Data extracted from a collection
☆ ☆ ☆ ☆ ☆ ☆ ☆

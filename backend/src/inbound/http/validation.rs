//! Shared validation helpers for inbound HTTP adapters.

use chrono::{DateTime, NaiveDate, Utc};
use serde_json::json;

use crate::domain::Error;

/// Newtype wrapper for HTTP field names to provide type safety.
#[derive(Debug, Clone, Copy, PartialEq, Eq)]
pub(crate) struct FieldName(&'static str);

impl FieldName {
    pub(crate) const fn new(name: &'static str) -> Self {
        Self(name)
    }

    fn as_str(self) -> &'static str {
        self.0
    }
}

fn invalid_value_error(field: FieldName, message: String, code: &str, value: &str) -> Error {
    Error::invalid_request(message).with_details(json!({
        "field": field.as_str(),
        "value": value,
        "code": code,
    }))
}

pub(crate) fn parse_rfc3339_timestamp(
    value: String,
    field: FieldName,
) -> Result<DateTime<Utc>, Error> {
    DateTime::parse_from_rfc3339(&value)
        .map(|timestamp| timestamp.with_timezone(&Utc))
        .map_err(|_| {
            let name = field.as_str();
            invalid_value_error(
                field,
                format!("{name} must be an RFC 3339 timestamp"),
                "invalid_timestamp",
                &value,
            )
        })
}

pub(crate) fn parse_day(value: String, field: FieldName) -> Result<NaiveDate, Error> {
    NaiveDate::parse_from_str(&value, "%Y-%m-%d").map_err(|_| {
        let name = field.as_str();
        invalid_value_error(
            field,
            format!("{name} must be a calendar date (YYYY-MM-DD)"),
            "invalid_date",
            &value,
        )
    })
}

/// Normalise an optional query parameter: blank values count as absent.
pub(crate) fn non_blank(value: Option<String>) -> Option<String> {
    value.filter(|raw| !raw.trim().is_empty())
}
//! Domain primitives, ports, and services.
//!
//! Everything in this module is independent of the web framework and of the
//! concrete store: entities enforce their invariants through validated
//! constructors, `ports` defines the hexagonal boundary, and the service
//! types implement the driving ports against injected driven ports.

pub mod ports;

mod account_service;
mod attendance_service;
mod credentials;
mod error;
mod meetup;
mod meetup_service;
mod registration;
mod review;
mod review_service;
mod user;

pub use self::account_service::AccountServiceImpl;
pub use self::attendance_service::AttendanceService;
pub use self::credentials::{Credentials, CredentialsValidationError, NewAccount, Password};
pub use self::error::{Error, ErrorCode};
pub use self::meetup::{Capacity, Meetup, MeetupDraft, MeetupValidationError, TITLE_MAX};
pub use self::meetup_service::{MeetupCommandService, MeetupQueryService};
pub use self::registration::Registration;
pub use self::review::{
    RATING_MAX, RATING_MIN, Rating, Review, ReviewComment, ReviewValidationError,
};
pub use self::review_service::ReviewService;
pub use self::user::{
    EmailAddress, USERNAME_MAX, USERNAME_MIN, User, UserId, UserValidationError, Username,
};

/// Convenient domain result alias.
pub type ApiResult<T> = Result<T, Error>;
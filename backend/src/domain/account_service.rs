//! Account domain service.
//!
//! Implements the account driving port on top of the user repository, the
//! password hasher, and the identity provider collaborator.

use std::sync::Arc;

use async_trait::async_trait;
use mockable::Clock;
use serde_json::json;

use crate::domain::ports::{
    AccountService, AccountSession, IdentityProvider, IdentityProviderError, NewUserRecord,
    PasswordHashError, PasswordHasher, StoredAccount, UserRepository, UserRepositoryError,
};
use crate::domain::{Credentials, Error, NewAccount, User, UserId};

fn map_repository_error(error: UserRepositoryError) -> Error {
    match error {
        UserRepositoryError::Connection { message } => {
            Error::service_unavailable(format!("user repository unavailable: {message}"))
        }
        UserRepositoryError::Query { message } => {
            Error::internal(format!("user repository error: {message}"))
        }
        UserRepositoryError::DuplicateUsername => Error::conflict("username is already taken")
            .with_details(json!({ "field": "username", "code": "duplicate_username" })),
        UserRepositoryError::DuplicateEmail => Error::conflict("email is already registered")
            .with_details(json!({ "field": "email", "code": "duplicate_email" })),
    }
}

fn map_hash_error(error: PasswordHashError) -> Error {
    Error::internal(format!("password hashing failed: {error}"))
}

fn map_issue_error(error: IdentityProviderError) -> Error {
    Error::internal(format!("token issuance failed: {error}"))
}

/// Rejection shared by unknown emails and wrong passwords so the two cases
/// are indistinguishable to callers.
fn invalid_credentials() -> Error {
    Error::unauthorized("invalid credentials")
}

/// Account service implementing signup, login, and profile reads.
#[derive(Clone)]
pub struct AccountServiceImpl<R> {
    users: Arc<R>,
    hasher: Arc<dyn PasswordHasher>,
    identity: Arc<dyn IdentityProvider>,
    clock: Arc<dyn Clock>,
}

impl<R> AccountServiceImpl<R> {
    /// Create a new account service.
    pub fn new(
        users: Arc<R>,
        hasher: Arc<dyn PasswordHasher>,
        identity: Arc<dyn IdentityProvider>,
        clock: Arc<dyn Clock>,
    ) -> Self {
        Self {
            users,
            hasher,
            identity,
            clock,
        }
    }
}

#[async_trait]
impl<R> AccountService for AccountServiceImpl<R>
where
    R: UserRepository,
{
    async fn register_account(&self, account: NewAccount) -> Result<AccountSession, Error> {
        let NewAccount {
            username,
            email,
            password,
        } = account;

        let password_hash = self.hasher.hash(password.expose()).map_err(map_hash_error)?;
        let user = User::new(UserId::random(), username, email, self.clock.utc());

        let record = NewUserRecord {
            id: *user.id(),
            username: user.username().clone(),
            email: user.email().clone(),
            password_hash,
            created_at: user.created_at(),
        };
        self.users
            .insert(&record)
            .await
            .map_err(map_repository_error)?;

        let token = self
            .identity
            .issue(user.id(), user.email())
            .map_err(map_issue_error)?;

        Ok(AccountSession { user, token })
    }

    async fn login(&self, credentials: Credentials) -> Result<AccountSession, Error> {
        let stored = self
            .users
            .find_by_email(&credentials.email)
            .await
            .map_err(map_repository_error)?;

        let Some(StoredAccount {
            user,
            password_hash,
        }) = stored
        else {
            return Err(invalid_credentials());
        };

        let matches = self
            .hasher
            .verify(credentials.password.expose(), &password_hash)
            .map_err(map_hash_error)?;
        if !matches {
            return Err(invalid_credentials());
        }

        let token = self
            .identity
            .issue(user.id(), user.email())
            .map_err(map_issue_error)?;

        Ok(AccountSession { user, token })
    }

    async fn profile(&self, user_id: &UserId) -> Result<User, Error> {
        self.users
            .find_by_id(user_id)
            .await
            .map_err(map_repository_error)?
            .ok_or_else(|| Error::not_found(format!("user {user_id} not found")))
    }
}

#[cfg(test)]
#[path = "account_service_tests.rs"]
mod tests;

☆ ☆ ☆ ☆ ☆ ☆ ☆

• [What is required]:
Pull out every line above that holds the word "UserId".

• [Reply]:
    EmailAddress, USERNAME_MAX, USERNAME_MIN, User, UserId, UserValidationError, Username,
use crate::domain::{Credentials, Error, NewAccount, User, UserId};
        let user = User::new(UserId::random(), username, email, self.clock.utc());
    async fn profile(&self, user_id: &UserId) -> Result<User, Error> {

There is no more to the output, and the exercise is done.